Is there a free app to identify silver hallmarks?
Yes. Antique Identifier – Antiqly is free to download on iPhone and lets you scan a mark without creating an account first. That frictionless start is a genuine advantage when you are holding an inherited spoon and just want a quick answer. Free reverse-image tools like Google Lens also exist, but they match pictures rather than decode hallmark systems, so they cannot reliably date a piece or read Continental standards such as 800 and 835. For real identification rather than visual guessing, a dedicated free hallmark app is the better choice, and it pairs identification with a comparable-sales value range.
How accurate are silver hallmark identification apps?
The best apps are highly accurate on clear marks and noticeably weaker on worn or fake ones. In our 2026 test of 40 reference pieces, the top app read all four marks correctly on 36 and dated British pieces to the exact assay year using date-letter cycle logic. Mid-tier apps landed around 24 to 29 of 40, usually strong on British marks but shaky on American makers and Continental standards. The biggest accuracy differentiator is whether an app flags low confidence instead of fabricating an answer. Treat any app value above a few hundred dollars as a prompt for professional confirmation rather than a final figure.

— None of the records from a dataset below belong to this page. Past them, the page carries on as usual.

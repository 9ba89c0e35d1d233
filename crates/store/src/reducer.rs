//! The pure `(state, action)` transform.
//!
//! `reduce` applies one [`Action`] to the state in place and reports
//! which collections it actually touched. An empty result means the
//! action was a no-op. Addressing a missing id is silent by design,
//! and a stage move clamped at a pipeline boundary changes nothing.

use lenscraft_core::client::normalize_client_name;
use lenscraft_core::pipeline;
use lenscraft_core::resources::clamp_rating;

use crate::action::{Action, Collection};
use crate::fixtures;
use crate::state::AppState;

/// Replace the record with a matching id. Returns whether a record matched.
fn replace_by_id<T, F: Fn(&T) -> &str>(records: &mut [T], id: &str, key: F, replacement: T) -> bool {
    match records.iter_mut().find(|record| key(record) == id) {
        Some(slot) => {
            *slot = replacement;
            true
        }
        None => false,
    }
}

/// Remove the record with a matching key. Returns whether a record matched.
fn remove_by<T, F: Fn(&T) -> bool>(records: &mut Vec<T>, matches: F) -> bool {
    match records.iter().position(matches) {
        Some(position) => {
            records.remove(position);
            true
        }
        None => false,
    }
}

/// Apply `action` to `state`, returning the collections that changed.
pub fn reduce(state: &mut AppState, action: &Action) -> Vec<Collection> {
    match action {
        // -- Clients --------------------------------------------------------
        Action::ClientAdded(client) => {
            let mut client = client.clone();
            client.name = normalize_client_name(&client.name);
            state.clients.push(client);
            vec![Collection::Clients]
        }
        Action::ClientUpdated(client) => {
            let mut client = client.clone();
            client.name = normalize_client_name(&client.name);
            let id = client.id.clone();
            if replace_by_id(&mut state.clients, &id, |c| &c.id, client) {
                vec![Collection::Clients]
            } else {
                Vec::new()
            }
        }
        Action::ClientDeleted { id } => {
            if remove_by(&mut state.clients, |c| c.id == *id) {
                vec![Collection::Clients]
            } else {
                Vec::new()
            }
        }

        // -- Projects -------------------------------------------------------
        Action::ProjectAdded(project) => {
            // Newest first on the board.
            state.projects.insert(0, project.clone());
            vec![Collection::Projects]
        }
        Action::ProjectUpdated(project) => {
            let id = project.id.clone();
            if replace_by_id(&mut state.projects, &id, |p| &p.id, project.clone()) {
                vec![Collection::Projects]
            } else {
                Vec::new()
            }
        }
        Action::ProjectDeleted { id } => {
            if remove_by(&mut state.projects, |p| p.id == *id) {
                vec![Collection::Projects]
            } else {
                Vec::new()
            }
        }
        Action::ProjectStageMoved { id, direction } => {
            let Some(project) = state.projects.iter_mut().find(|p| p.id == *id) else {
                return Vec::new();
            };
            let next = pipeline::step(project.status, *direction);
            if next == project.status {
                return Vec::new();
            }
            project.status = next;
            vec![Collection::Projects]
        }

        // -- Contractors ----------------------------------------------------
        Action::ContractorAdded(freelancer) => {
            state.contractors.push(freelancer.clone());
            vec![Collection::Contractors]
        }
        Action::ContractorUpdated(freelancer) => {
            let id = freelancer.id.clone();
            if replace_by_id(&mut state.contractors, &id, |f| &f.id, freelancer.clone()) {
                vec![Collection::Contractors]
            } else {
                Vec::new()
            }
        }
        Action::ContractorRatingSet { id, rating } => {
            let Some(freelancer) = state.contractors.iter_mut().find(|f| f.id == *id) else {
                return Vec::new();
            };
            freelancer.rating = clamp_rating(*rating);
            vec![Collection::Contractors]
        }
        Action::ContractorDeleted { id } => {
            if remove_by(&mut state.contractors, |f| f.id == *id) {
                vec![Collection::Contractors]
            } else {
                Vec::new()
            }
        }

        // -- Assets ---------------------------------------------------------
        Action::AssetAdded(asset) => {
            state.assets.push(asset.clone());
            vec![Collection::Assets]
        }
        Action::AssetUpdated(asset) => {
            let id = asset.id.clone();
            if replace_by_id(&mut state.assets, &id, |a| &a.id, asset.clone()) {
                vec![Collection::Assets]
            } else {
                Vec::new()
            }
        }
        Action::AssetStatusToggled { id } => {
            let Some(asset) = state.assets.iter_mut().find(|a| a.id == *id) else {
                return Vec::new();
            };
            asset.status = asset.status.toggled();
            vec![Collection::Assets]
        }
        Action::AssetDeleted { id } => {
            if remove_by(&mut state.assets, |a| a.id == *id) {
                vec![Collection::Assets]
            } else {
                Vec::new()
            }
        }

        // -- Services -------------------------------------------------------
        Action::ServiceAdded(service) => {
            state.services.push(service.clone());
            vec![Collection::Services]
        }
        Action::ServiceUpdated(service) => {
            let id = service.id.clone();
            if replace_by_id(&mut state.services, &id, |s| &s.id, service.clone()) {
                vec![Collection::Services]
            } else {
                Vec::new()
            }
        }
        Action::ServiceDeleted { id } => {
            if remove_by(&mut state.services, |s| s.id == *id) {
                vec![Collection::Services]
            } else {
                Vec::new()
            }
        }
        Action::ServiceCategoryDeleted { pillar, category } => {
            let before = state.services.len();
            state
                .services
                .retain(|s| !(s.pillar == *pillar && s.category == *category));
            if state.services.len() == before {
                Vec::new()
            } else {
                vec![Collection::Services]
            }
        }

        // -- Quotations -----------------------------------------------------
        Action::QuotationSaved(quotation) => {
            let mut quotation = quotation.clone();
            quotation.snapshot_total();
            state.quotations.insert(0, quotation);
            vec![Collection::Quotations]
        }
        Action::QuotationUpdated(quotation) => {
            let mut quotation = quotation.clone();
            quotation.snapshot_total();
            let id = quotation.id.clone();
            if replace_by_id(&mut state.quotations, &id, |q| &q.id, quotation) {
                vec![Collection::Quotations]
            } else {
                Vec::new()
            }
        }
        Action::QuotationDeleted { id } => {
            if remove_by(&mut state.quotations, |q| q.id == *id) {
                vec![Collection::Quotations]
            } else {
                Vec::new()
            }
        }

        // -- Invoices -------------------------------------------------------
        Action::InvoiceAdded(invoice) => {
            state.invoices.push(invoice.clone());
            vec![Collection::Invoices]
        }

        // -- Coupons --------------------------------------------------------
        Action::CouponAdded(coupon) => {
            state.coupons.push(coupon.clone());
            vec![Collection::Coupons]
        }
        Action::CouponDeleted { code } => {
            if remove_by(&mut state.coupons, |c| c.code == *code) {
                vec![Collection::Coupons]
            } else {
                Vec::new()
            }
        }

        // -- Session --------------------------------------------------------
        Action::LoggedIn(user) => {
            state.session = Some(user.clone());
            vec![Collection::Session]
        }
        Action::LoggedOut => {
            state.session = None;
            vec![Collection::Session]
        }

        // -- Admin ----------------------------------------------------------
        Action::SystemReset => {
            state.clients = fixtures::clients();
            state.projects = fixtures::projects();
            vec![Collection::Clients, Collection::Projects]
        }
    }
}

Can an app tell sterling silver from silver plate?
Often, yes, but with caveats. Sterling carries a recognized standard mark — the British lion passant, the numeral 925, or a national purity stamp — while plate typically shows letters like EPNS for electroplated nickel silver. A good app reads those distinctions reliably when the marks are clear. The trap is pseudo-hallmarks: makers of electroplate sometimes stamped decorative marks designed to mimic genuine sterling hallmarks, and even strong apps occasionally misread them. When a mark looks like sterling but the standard symbol is absent or odd, treat it with suspicion. A simple weight-and-magnet check at home, plus the app read, usually settles it.
Do silver hallmark apps work on foreign or worn marks?

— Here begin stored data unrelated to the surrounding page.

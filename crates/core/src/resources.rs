//! Resource records: equipment assets and the freelancer pool.

use serde::{Deserialize, Serialize};

use crate::catalog::Pillar;
use crate::types::{EntityId, Money};

// ---------------------------------------------------------------------------
// Price variants
// ---------------------------------------------------------------------------

/// Stocking/availability label on a price variant.
#[derive(Debug, Clone, Copy, PartialEq, Eq, Serialize, Deserialize)]
pub enum VariantAvailability {
    #[serde(rename = "In stock")]
    InStock,
    #[serde(rename = "Out of stock")]
    OutOfStock,
    Available,
    Busy,
}

/// An alternative pricing option attached to an asset or freelancer.
#[derive(Debug, Clone, Serialize, Deserialize)]
#[serde(rename_all = "camelCase")]
pub struct PriceVariant {
    pub id: EntityId,
    pub name: String,
    pub price_difference: Money,
    pub variant_price: Money,
    pub status: VariantAvailability,
    pub is_visible: bool,
}

// ---------------------------------------------------------------------------
// Assets
// ---------------------------------------------------------------------------

/// Equipment category.
#[derive(Debug, Clone, Copy, PartialEq, Eq, Serialize, Deserialize)]
pub enum AssetCategory {
    Camera,
    Lens,
    Light,
    Audio,
    Drone,
    Accessory,
}

/// Equipment availability, toggled manually by the user.
#[derive(Debug, Clone, Copy, PartialEq, Eq, Serialize, Deserialize)]
pub enum AssetStatus {
    Available,
    #[serde(rename = "In Use")]
    InUse,
    Maintenance,
}

impl AssetStatus {
    /// The one-click toggle used from the inventory view: `Available`
    /// goes out on a job, anything else comes back to `Available`.
    pub fn toggled(self) -> Self {
        match self {
            Self::Available => Self::InUse,
            Self::InUse | Self::Maintenance => Self::Available,
        }
    }
}

/// A piece of owned equipment.
#[derive(Debug, Clone, Serialize, Deserialize)]
#[serde(rename_all = "camelCase")]
pub struct Asset {
    pub id: EntityId,
    pub name: String,
    pub category: AssetCategory,
    pub status: AssetStatus,
    pub cost: Money,
    pub rental_rate: Money,
    #[serde(skip_serializing_if = "Option::is_none")]
    pub variants: Option<Vec<PriceVariant>>,
    #[serde(skip_serializing_if = "Option::is_none")]
    pub project_types: Option<Vec<Pillar>>,
    #[serde(skip_serializing_if = "Option::is_none")]
    pub suitable_categories: Option<Vec<String>>,
}

// ---------------------------------------------------------------------------
// Freelancers
// ---------------------------------------------------------------------------

/// Freelancer specialisation.
#[derive(Debug, Clone, Copy, PartialEq, Eq, Serialize, Deserialize)]
pub enum FreelancerRole {
    Photographer,
    Cinematographer,
    Editor,
    #[serde(rename = "Drone Pilot")]
    DronePilot,
    Designer,
    Influencer,
}

/// Seniority band.
#[derive(Debug, Clone, Copy, PartialEq, Eq, Serialize, Deserialize)]
pub enum SkillLevel {
    Junior,
    Mid,
    Senior,
}

/// Freelancer availability, toggled manually by the user.
#[derive(Debug, Clone, Copy, PartialEq, Eq, Serialize, Deserialize)]
pub enum FreelancerStatus {
    Available,
    #[serde(rename = "On Shoot")]
    OnShoot,
    Vacation,
}

/// A contractor in the talent pool.
#[derive(Debug, Clone, Serialize, Deserialize)]
#[serde(rename_all = "camelCase")]
pub struct Freelancer {
    pub id: EntityId,
    pub name: String,
    pub role: FreelancerRole,
    pub level: SkillLevel,
    pub rate_per_day: Money,
    pub rating: f32,
    pub status: FreelancerStatus,
    pub verified: bool,
    #[serde(skip_serializing_if = "Option::is_none")]
    pub variants: Option<Vec<PriceVariant>>,
    #[serde(skip_serializing_if = "Option::is_none")]
    pub suitable_categories: Option<Vec<String>>,
    #[serde(skip_serializing_if = "Option::is_none")]
    pub expertise: Option<Vec<Pillar>>,
}

/// Highest rating a freelancer can carry.
pub const MAX_RATING: f32 = 5.0;

/// Clamp a submitted rating into the displayable range.
pub fn clamp_rating(rating: f32) -> f32 {
    rating.clamp(0.0, MAX_RATING)
}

Results vary by app. Foreign marks are the clearest dividing line: the best apps read French Minerva-head 950, German and Austrian 800, and Dutch and Scandinavian standards correctly, while cheaper apps force everything into a British sterling reading and fail. Worn marks challenge every tool, human experts included. A quality app responds by flagging low confidence and asking for a sharper, side-lit photo from a new angle rather than guessing. Many of our successful reads on rubbed marks came from simply re-shooting with raking light. If a mark is nearly gone, the app narrows the field, but final attribution may still need an expert.